Longo-Mbenza Benjamin, Ngoma Dieudonné Vangu, Nahimana Damien, Mayuku Dominique Mupepe, Fuele Simon Mbungu, Ekwanzala Florent, Beya Christian
Division of Cardiology, University of Kinshasa, Kinshasa, Democratic Republic of Congo.
Eur J Cardiovasc Prev Rehabil. 2008 Oct;15(5):503-8. doi: 10.1097/HJR.0b013e3282f21640.

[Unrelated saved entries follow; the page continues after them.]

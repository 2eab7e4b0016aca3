use serde::{Deserialize, Serialize};

/// Commands the presentation layer sends into the engine.
#[derive(Debug, Clone, PartialEq, Eq, Serialize, Deserialize)]
#[serde(tag = "kind", rename_all = "camelCase")]
pub enum Command {
    /// Player clicked candidate `word`.
    Select { word: String },
    /// Player clicked the node at path position `index` holding `word`.
    Revert { index: usize, word: String },
    /// Player abandoned the round.
    Quit,
}

/// A queue of player commands.
/// The UI pushes commands; the engine drains them in one processing pass.
#[derive(Debug, Default)]
pub struct CommandQueue {
    commands: Vec<Command>,
}

impl CommandQueue {
    pub fn new() -> Self {
        Self {
            commands: Vec::with_capacity(8),
        }
    }

    /// Push a new command (called from the presentation layer).
    pub fn push(&mut self, command: Command) {
        self.commands.push(command);
    }

    /// Drain all pending commands. Returns a Vec and clears the queue.
    pub fn drain(&mut self) -> Vec<Command> {
        std::mem::take(&mut self.commands)
    }

    /// Iterate over pending commands without consuming them.
    pub fn iter(&self) -> impl Iterator<Item = &Command> {
        self.commands.iter()
    }

    pub fn is_empty(&self) -> bool {
        self.commands.is_empty()
    }

    pub fn len(&self) -> usize {
        self.commands.len()
    }
}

The trend of hypertension and other risk factors of cardiovascular disease is changing because of epidemiological, demographic and nutritional transitions in sub-Saharan Africa.
The aim of this study is to determine the prevalence and risk factors of arterial hypertension in the Kinshasa region, Democratic Republic of Congo (DRC).
Data were collected from random sample cross-sectional surveys of adult black Africans from Kinshasa, with the help of a structured questionnaire, physical examinations and blood samples, using the World Health Organisation (WHO) stepwise approach. Sex, age, place of residence (urban versus rural), psychosocial risk factors (socioeconomic status, stress), overweight status (BMI: 25-29.9 kg/m), general obesity (BMI: >or=30 kg/m), abdominal obesity (waist circumference: >or=94 cm) and diabetes mellitus were considered to be the potential risk factors for screen-detected hypertension.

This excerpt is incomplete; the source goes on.